Church history is riddled with tales of division…Luther’s break over justification by faith, yes, but too often also over whether to sprinkle or dunk…Calvinists and Arminians debating the sovereignty of God while a hurting neighbor passes by the window. Disagreements are as old as the disciples… Peter, Paul, and the gentle rebuke, “If you keep biting and devouring each other, watch out….” (Galatians 5:15)
Let’s anchor ourselves in Romans 14.
Paul writes to believers fighting not about the resurrection or the incarnation, but about eating meat, keeping holy days, and whose custom should rule the room. He pleads, “Why do you pass judgment on your brother? Or you, why do you despise your brother?” (Romans 14:10). Scholars and pastors remind us…. there are matters we can disagree on, but there’s a weight that belongs to the cross and the tomb alone. The early church wrestled with this…circumcision…food sacrificed to idols… days of worship… The Jerusalem Council in Acts 15 drew the line.. Gentiles didn’t need to become Jewish to belong, but were simply to keep themselves from idols… immorality… and blood… not to burden them beyond essential faith….Even the creeds … Apostles’, Nicene… were formed on truths considered of first importance.

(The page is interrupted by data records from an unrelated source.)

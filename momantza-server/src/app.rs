use std::sync::Arc;

use anyhow::Result;
use momantza_core::config::TENANTS_SEED;
use momantza_core::{MemoryTenantStore, TenancyConfig};

/// Environment variables `MOMANTZA__A__B` override key `a.b`.
pub const ENV_PREFIX: &str = "MOMANTZA";

pub fn load_config() -> TenancyConfig {
    let mut config = TenancyConfig::with_defaults();
    config.load_env(ENV_PREFIX);
    config
}

/// Tenant store seeded from `tenants.seed`, or empty when unset.
pub async fn tenant_store(config: &TenancyConfig) -> Result<Arc<MemoryTenantStore>> {
    let store = match config.get(TENANTS_SEED) {
        Some(path) => MemoryTenantStore::load_json_file(path).await?,
        None => {
            tracing::warn!("no tenants.seed configured; starting with an empty tenant store");
            MemoryTenantStore::new()
        }
    };

    let tenants = store.len().await;
    tracing::info!(tenants, "tenant store ready");
    Ok(Arc::new(store))
}
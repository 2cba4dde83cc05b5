use std::convert::Infallible;

use axum::{extract::FromRequestParts, http::request::Parts};
use momantza_core::{Resolution, TenancyError, TenantContext};

use crate::TenancyAxumError;

/// What the resolver left on a request. Set once by the middleware,
/// read-only afterwards.
#[derive(Debug, Clone, Default, PartialEq, Eq)]
pub struct RequestTenant {
    pub context: Option<TenantContext>,
    /// Label 0 of the host, if the host had two or more labels.
    pub raw_subdomain: Option<String>,
    /// Identifier found in the path, even when its lookup failed.
    pub path_tenant_id: Option<String>,
}

impl From<Resolution> for RequestTenant {
    fn from(res: Resolution) -> Self {
        Self {
            raw_subdomain: res.raw_subdomain().map(str::to_string),
            path_tenant_id: res.path_tenant_id().map(str::to_string),
            context: res.context,
        }
    }
}

/// Requires a resolved tenant; answers 404 `NotFound` otherwise.
#[derive(Debug, Clone)]
pub struct CurrentTenant(pub TenantContext);

impl<S> FromRequestParts<S> for CurrentTenant
where
    S: Send + Sync,
{
    type Rejection = TenancyAxumError;

    async fn from_request_parts(parts: &mut Parts, _state: &S) -> Result<Self, Self::Rejection> {
        parts
            .extensions
            .get::<RequestTenant>()
            .and_then(|t| t.context.clone())
            .map(CurrentTenant)
            .ok_or_else(|| TenancyError::not_found("Organization not found").into())
    }
}

/// Whatever the resolver found, possibly nothing.
#[derive(Debug, Clone, Default)]
pub struct MaybeTenant(pub RequestTenant);

impl<S> FromRequestParts<S> for MaybeTenant
where
    S: Send + Sync,
{
    type Rejection = Infallible;

    async fn from_request_parts(parts: &mut Parts, _state: &S) -> Result<Self, Self::Rejection> {
        Ok(MaybeTenant(
            parts
                .extensions
                .get::<RequestTenant>()
                .cloned()
                .unwrap_or_default(),
        ))
    }
}
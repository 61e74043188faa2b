pub mod config;
pub mod hashed_words;
pub mod secrets_store;

pub use config::{build_secret_store, SearchIndexConfig, SecretsBackend};
pub use hashed_words::{
    collect_tokens, EmailText, HashedWordExtractor, HashedWordsError, HASHED_WORD_LENGTH,
    HASH_WORDS_SECRET_NAME,
};
pub use secrets_store::{
    generate_secret, CachedSecretStore, MemorySecretStore, PostgresSecretStore, SecretStore,
    SecretStoreError, SqliteSecretStore,
};
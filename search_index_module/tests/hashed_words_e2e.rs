mod test_support;

use search_index_module::{
    build_secret_store, CachedSecretStore, EmailText, HashedWordExtractor, PostgresSecretStore,
    SearchIndexConfig, SecretStore, SqliteSecretStore, HASHED_WORD_LENGTH,
    HASH_WORDS_SECRET_NAME,
};
use std::collections::HashSet;
use std::sync::Arc;
use std::thread;
use tempfile::TempDir;

fn sample_email() -> EmailText {
    EmailText::new(
        Some("jane.doe@example.com"),
        Some("Refund for order #4411"),
        Some("Hi team,\n\nMy package arrived damaged. I'd like a refund, please!\n\nThanks,\nJane"),
    )
}

#[test]
fn hashes_survive_a_process_restart() -> Result<(), Box<dyn std::error::Error>> {
    let temp = TempDir::new()?;
    let db_path = temp.path().join("secrets.db");

    let before = {
        let store = CachedSecretStore::new(SqliteSecretStore::new(&db_path)?);
        HashedWordExtractor::new(Arc::new(store)).extract_hashed_words(&sample_email())?
    };
    let after = {
        let store = CachedSecretStore::new(SqliteSecretStore::new(&db_path)?);
        HashedWordExtractor::new(Arc::new(store)).extract_hashed_words(&sample_email())?
    };

    assert_eq!(before, after);
    assert!(before.iter().all(|word| word.len() == HASHED_WORD_LENGTH));
    Ok(())
}

#[test]
fn query_terms_hit_indexed_email() -> Result<(), Box<dyn std::error::Error>> {
    let temp = TempDir::new()?;
    let config = SearchIndexConfig::with_state_dir(temp.path());
    let extractor = HashedWordExtractor::new(build_secret_store(&config)?);

    let indexed = extractor.extract_hashed_words(&sample_email())?;
    let query = extractor.extract_hashed_words(&EmailText::new(None, Some("refunds"), None))?;
    assert!(!query.is_disjoint(&indexed));

    let unrelated = extractor.extract_hashed_words(&EmailText::new(None, Some("invoice"), None))?;
    assert!(unrelated.is_disjoint(&indexed));
    Ok(())
}

#[test]
fn separate_databases_produce_unrelated_hashes() -> Result<(), Box<dyn std::error::Error>> {
    let first = TempDir::new()?;
    let second = TempDir::new()?;

    let a = HashedWordExtractor::new(Arc::new(SqliteSecretStore::new(
        first.path().join("secrets.db"),
    )?))
    .extract_hashed_words(&sample_email())?;
    let b = HashedWordExtractor::new(Arc::new(SqliteSecretStore::new(
        second.path().join("secrets.db"),
    )?))
    .extract_hashed_words(&sample_email())?;

    assert_ne!(a, b);
    Ok(())
}

#[test]
fn concurrent_extractions_agree() -> Result<(), Box<dyn std::error::Error>> {
    let temp = TempDir::new()?;
    let config = SearchIndexConfig::with_state_dir(temp.path());
    let extractor = Arc::new(HashedWordExtractor::new(build_secret_store(&config)?));

    let handles: Vec<_> = (0..4)
        .map(|_| {
            let extractor = Arc::clone(&extractor);
            thread::spawn(move || extractor.extract_hashed_words(&sample_email()).unwrap())
        })
        .collect();
    let results: Vec<HashSet<String>> = handles.into_iter().map(|h| h.join().unwrap()).collect();
    assert!(results.windows(2).all(|pair| pair[0] == pair[1]));
    Ok(())
}

#[test]
fn postgres_store_round_trips_secret() -> Result<(), Box<dyn std::error::Error>> {
    let Some(db_url) = test_support::require_supabase_db_url("postgres_store_round_trips_secret")
    else {
        return Ok(());
    };
    let store = PostgresSecretStore::new(&db_url)?;
    let created = store.get_or_create_secret(HASH_WORDS_SECRET_NAME)?;
    assert_eq!(store.get_or_create_secret(HASH_WORDS_SECRET_NAME)?, created);
    assert_eq!(store.get_secret(HASH_WORDS_SECRET_NAME)?, Some(created));
    Ok(())
}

When secondary doctrines like end-times timelines, spiritual gifts, worship styles become tests of fellowship. We drift from the unity Jesus prayed for (John 17). As a pastor-in-training, I'm learning the difference between “dogma” (the fundamental pillars) and “doctrine” (the teachings that flow from them), and then “opinion” (the many branches).
Confusing those, and treating all as gospel ground… this is where division strikes.
In philosophy, this echoes the error of “category mistakes,” treating two things of different kinds as though they're of the same essence. Or think of ethical frameworks: deontology hammers the rules, but even Kant spoke of a hierarchy some duties weigh more than others.
C.S. Lewis warned of “Christianity and”... whenever we add to the main thing, we risk making the faith unrecognizable. Churches today divide over the millennium instead of marveling at Christ’s resurrection, over which musical instruments are “most biblical,” missing that the true worship God seeks is in spirit and truth.
Let’s get real.
When our kids fight over seats at the table, we correct them not because chairs matter, but because family does. When churches fracture over “secondary” things, the world sees us, scratches its head, and misses the Shepherd calling stray sheep home. The ethical call is to “major on the majors, and minor on the minors.” To give grace where God has given room.